Count lines, not occurrences: report how many lines in the records hold the string "format", and nothing else.

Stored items
--------------------
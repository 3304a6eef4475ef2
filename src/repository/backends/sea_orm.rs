use async_trait::async_trait;
use sea_orm::{ActiveModelTrait, ConnectOptions, Database, DatabaseConnection, EntityTrait};
use tracing::{info, warn};

use crate::config::DatabaseConfig;
use crate::errors::{IpLocatorError, Result};
use crate::repository::{Location, LocationRepository};

use migration::{Migrator, MigratorTrait, entities::ip_location};

#[derive(Clone)]
pub struct SeaOrmRepository {
    db: DatabaseConnection,
    backend_name: String,
}

impl SeaOrmRepository {
    pub async fn new(config: &DatabaseConfig) -> Result<Self> {
        if config.database_url.is_empty() {
            return Err(IpLocatorError::config("DATABASE_URL is not set".to_string()));
        }

        // Connection options differ per backend
        let db = if config.backend == "sqlite" {
            Self::connect_sqlite(&config.database_url).await?
        } else {
            Self::connect_generic(config).await?
        };

        let repository = SeaOrmRepository {
            db,
            backend_name: config.backend.clone(),
        };

        // Run migrations
        repository.run_migrations().await?;

        warn!(
            "{} Repository initialized.",
            repository.backend_name.to_uppercase()
        );
        Ok(repository)
    }

    pub fn backend_name(&self) -> &str {
        &self.backend_name
    }

    /// Connect to SQLite (auto-create plus WAL tuning)
    async fn connect_sqlite(database_url: &str) -> Result<DatabaseConnection> {
        use sea_orm::SqlxSqliteConnector;
        use sea_orm::sqlx::SqlitePool;
        use sea_orm::sqlx::sqlite::{SqliteConnectOptions, SqliteJournalMode, SqliteSynchronous};
        use std::str::FromStr;

        let opt = SqliteConnectOptions::from_str(database_url)
            .map_err(|e| IpLocatorError::config(format!("Failed to parse SQLite URL: {}", e)))?
            .create_if_missing(true)
            .journal_mode(SqliteJournalMode::Wal)
            .synchronous(SqliteSynchronous::Normal)
            .busy_timeout(std::time::Duration::from_secs(5));

        // sqlx connection pool
        let pool = SqlitePool::connect_with(opt).await.map_err(|e| {
            IpLocatorError::store_error(format!("Failed to connect to SQLite database: {}", e))
        })?;

        // Convert into Sea-ORM's DatabaseConnection
        Ok(SqlxSqliteConnector::from_sqlx_sqlite_pool(pool))
    }

    /// Connect to MySQL/PostgreSQL
    async fn connect_generic(config: &DatabaseConfig) -> Result<DatabaseConnection> {
        let mut opt = ConnectOptions::new(config.database_url.to_owned());
        opt.max_connections(config.pool_size)
            .min_connections(1)
            .connect_timeout(std::time::Duration::from_secs(config.timeout))
            .acquire_timeout(std::time::Duration::from_secs(config.timeout))
            .sqlx_logging(false);

        Database::connect(opt).await.map_err(|e| {
            IpLocatorError::store_error(format!(
                "Failed to connect to {} database: {}",
                config.backend.to_uppercase(),
                e
            ))
        })
    }

    async fn run_migrations(&self) -> Result<()> {
        Migrator::up(&self.db, None)
            .await
            .map_err(|e| IpLocatorError::store_error(format!("Migration failed: {}", e)))?;

        info!("Database migrations completed");
        Ok(())
    }

    /// Convert a Sea-ORM model into a Location
    fn model_to_location(model: ip_location::Model) -> Location {
        Location {
            id: model.id,
            ip: model.ip,
            city: model.city,
            region: model.region,
            country: model.country,
            country_code: model.country_code,
            continent: model.continent,
            latitude: model.latitude,
            longitude: model.longitude,
            last_updated: model.last_updated,
        }
    }

    /// Convert a Location into an ActiveModel (for insert/update)
    fn location_to_active_model(
        location: &Location,
        user_id: Option<&str>,
    ) -> ip_location::ActiveModel {
        use sea_orm::ActiveValue::Set;

        ip_location::ActiveModel {
            id: Set(location.id.clone()),
            ip: Set(location.ip.clone()),
            city: Set(location.city.clone()),
            region: Set(location.region.clone()),
            country: Set(location.country.clone()),
            country_code: Set(location.country_code.clone()),
            continent: Set(location.continent.clone()),
            latitude: Set(location.latitude.clone()),
            longitude: Set(location.longitude.clone()),
            last_updated: Set(location.last_updated),
            updated_by: Set(user_id.map(String::from)),
        }
    }
}

#[async_trait]
impl LocationRepository for SeaOrmRepository {
    async fn get_by_id(&self, id: &str) -> Result<Option<Location>> {
        let model = ip_location::Entity::find_by_id(id)
            .one(&self.db)
            .await
            .map_err(|e| IpLocatorError::store_error(format!("Failed to query location: {}", e)))?;

        Ok(model.map(Self::model_to_location))
    }

    async fn create(&self, location: &Location) -> Result<()> {
        let active_model = Self::location_to_active_model(location, None);

        active_model
            .insert(&self.db)
            .await
            .map_err(|e| IpLocatorError::store_error(format!("Failed to insert location: {}", e)))?;

        info!("Location created: {} ({})", location.ip, location.id);
        Ok(())
    }

    async fn update(&self, location: &Location, user_id: Option<&str>) -> Result<()> {
        let active_model = Self::location_to_active_model(location, user_id);

        active_model
            .update(&self.db)
            .await
            .map_err(|e| IpLocatorError::store_error(format!("Failed to update location: {}", e)))?;

        info!("Location updated: {} ({})", location.ip, location.id);
        Ok(())
    }
}
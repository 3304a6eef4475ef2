//! Instance address book
//!
//! Two process-wide address sets: local (bound to this host's
//! interfaces) and public (visible from the internet). Discovered once
//! at startup, read-only afterwards.

use std::net::IpAddr;
use std::sync::Arc;

use parking_lot::RwLock;
use tokio_util::sync::CancellationToken;
use tracing::{error, info};

use crate::errors::{IpLocatorError, Result};
use crate::fetch::HttpFetcher;

pub mod classifier;
pub mod echo;
pub mod local;

pub use classifier::SameLocationClassifier;
pub use local::{LocalAddressSource, UdpProbeSource};

/// Local and public address sets, ordered and deduplicated
#[derive(Default)]
pub struct AddressBook {
    local: RwLock<Vec<IpAddr>>,
    public: RwLock<Vec<IpAddr>>,
}

impl AddressBook {
    pub fn new() -> Self {
        Self::default()
    }

    /// Add-if-absent; returns whether the address was inserted
    pub fn add_local(&self, address: IpAddr) -> bool {
        let mut local = self.local.write();
        if local.contains(&address) {
            return false;
        }
        local.push(address);
        true
    }

    /// Add-if-absent; returns whether the address was inserted.
    /// Late echo results are merged through the same path.
    pub fn add_public(&self, address: IpAddr) -> bool {
        let mut public = self.public.write();
        if public.contains(&address) {
            return false;
        }
        public.push(address);
        true
    }

    pub fn local_addresses(&self) -> Vec<IpAddr> {
        self.local.read().clone()
    }

    pub fn public_addresses(&self) -> Vec<IpAddr> {
        self.public.read().clone()
    }

    /// First public address whose textual form contains a separator
    /// (i.e. a syntactically complete address), falling back to the
    /// first element; `NoAddressAvailable` when the set is empty
    pub fn first_public_address(&self) -> Result<IpAddr> {
        let public = self.public.read();

        for address in public.iter() {
            let text = address.to_string();
            if text.contains('.') || text.contains(':') {
                return Ok(*address);
            }
        }

        public.first().copied().ok_or_else(|| {
            IpLocatorError::no_address_available("no public address has been discovered")
        })
    }

    /// One-shot address discovery at startup
    ///
    /// A failed local enumeration is logged and leaves the local set
    /// empty. The two public echo probes race; the slower one keeps
    /// running in the background and its late result is added if absent.
    pub async fn discover(
        self: Arc<Self>,
        fetcher: Arc<dyn HttpFetcher>,
        source: &dyn LocalAddressSource,
        cancel: &CancellationToken,
    ) {
        match source.local_addresses() {
            Ok(addresses) => {
                for address in addresses {
                    self.add_local(address);
                }
                info!("Local addresses: {:?}", self.local_addresses());
            }
            Err(e) => {
                error!("Error occurred while preparing local IP addresses: {}", e);
            }
        }

        let dyndns = tokio::spawn(echo::probe(
            Arc::clone(&self),
            Arc::clone(&fetcher),
            echo::DYNDNS_ENDPOINT,
            cancel.clone(),
        ));
        let ipify = tokio::spawn(echo::probe(
            Arc::clone(&self),
            Arc::clone(&fetcher),
            echo::IPIFY_ENDPOINT,
            cancel.clone(),
        ));

        // Wait for the first probe only; dropping the other JoinHandle
        // leaves its task running
        tokio::select! {
            _ = dyndns => {}
            _ = ipify => {}
        }
    }
}
use sea_orm_migration::prelude::*;

#[derive(DeriveMigrationName)]
pub struct Migration;

#[async_trait::async_trait]
impl MigrationTrait for Migration {
    async fn up(&self, manager: &SchemaManager) -> Result<(), DbErr> {
        // Create the ip_locations table
        manager
            .create_table(
                Table::create()
                    .table(IpLocation::Table)
                    .if_not_exists()
                    .col(
                        ColumnDef::new(IpLocation::Id)
                            .string()
                            .not_null()
                            .primary_key(),
                    )
                    .col(ColumnDef::new(IpLocation::Ip).string().not_null())
                    .col(ColumnDef::new(IpLocation::City).string().not_null())
                    .col(ColumnDef::new(IpLocation::Region).string().not_null())
                    .col(ColumnDef::new(IpLocation::Country).string().not_null())
                    .col(ColumnDef::new(IpLocation::CountryCode).string().not_null())
                    .col(ColumnDef::new(IpLocation::Continent).string().not_null())
                    .col(ColumnDef::new(IpLocation::Latitude).string().not_null())
                    .col(ColumnDef::new(IpLocation::Longitude).string().not_null())
                    .col(
                        ColumnDef::new(IpLocation::LastUpdated)
                            .timestamp_with_time_zone()
                            .null(),
                    )
                    .col(ColumnDef::new(IpLocation::UpdatedBy).string().null())
                    .to_owned(),
            )
            .await?;

        // Unique index on ip; id is the hash of ip, the two map one-to-one
        manager
            .create_index(
                Index::create()
                    .if_not_exists()
                    .name("idx_ip_address")
                    .table(IpLocation::Table)
                    .col(IpLocation::Ip)
                    .unique()
                    .to_owned(),
            )
            .await?;

        // Index on the refresh timestamp
        manager
            .create_index(
                Index::create()
                    .if_not_exists()
                    .name("idx_last_updated")
                    .table(IpLocation::Table)
                    .col(IpLocation::LastUpdated)
                    .to_owned(),
            )
            .await?;

        Ok(())
    }

    async fn down(&self, manager: &SchemaManager) -> Result<(), DbErr> {
        // Drop indexes
        manager
            .drop_index(Index::drop().name("idx_last_updated").to_owned())
            .await?;

        manager
            .drop_index(Index::drop().name("idx_ip_address").to_owned())
            .await?;

        // Drop the table
        manager
            .drop_table(Table::drop().table(IpLocation::Table).to_owned())
            .await
    }
}

#[derive(DeriveIden)]
enum IpLocation {
    #[sea_orm(iden = "ip_locations")]
    Table,
    Id,
    Ip,
    City,
    Region,
    Country,
    CountryCode,
    Continent,
    Latitude,
    Longitude,
    LastUpdated,
    UpdatedBy,
}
--------------------
Solution for this problem: 7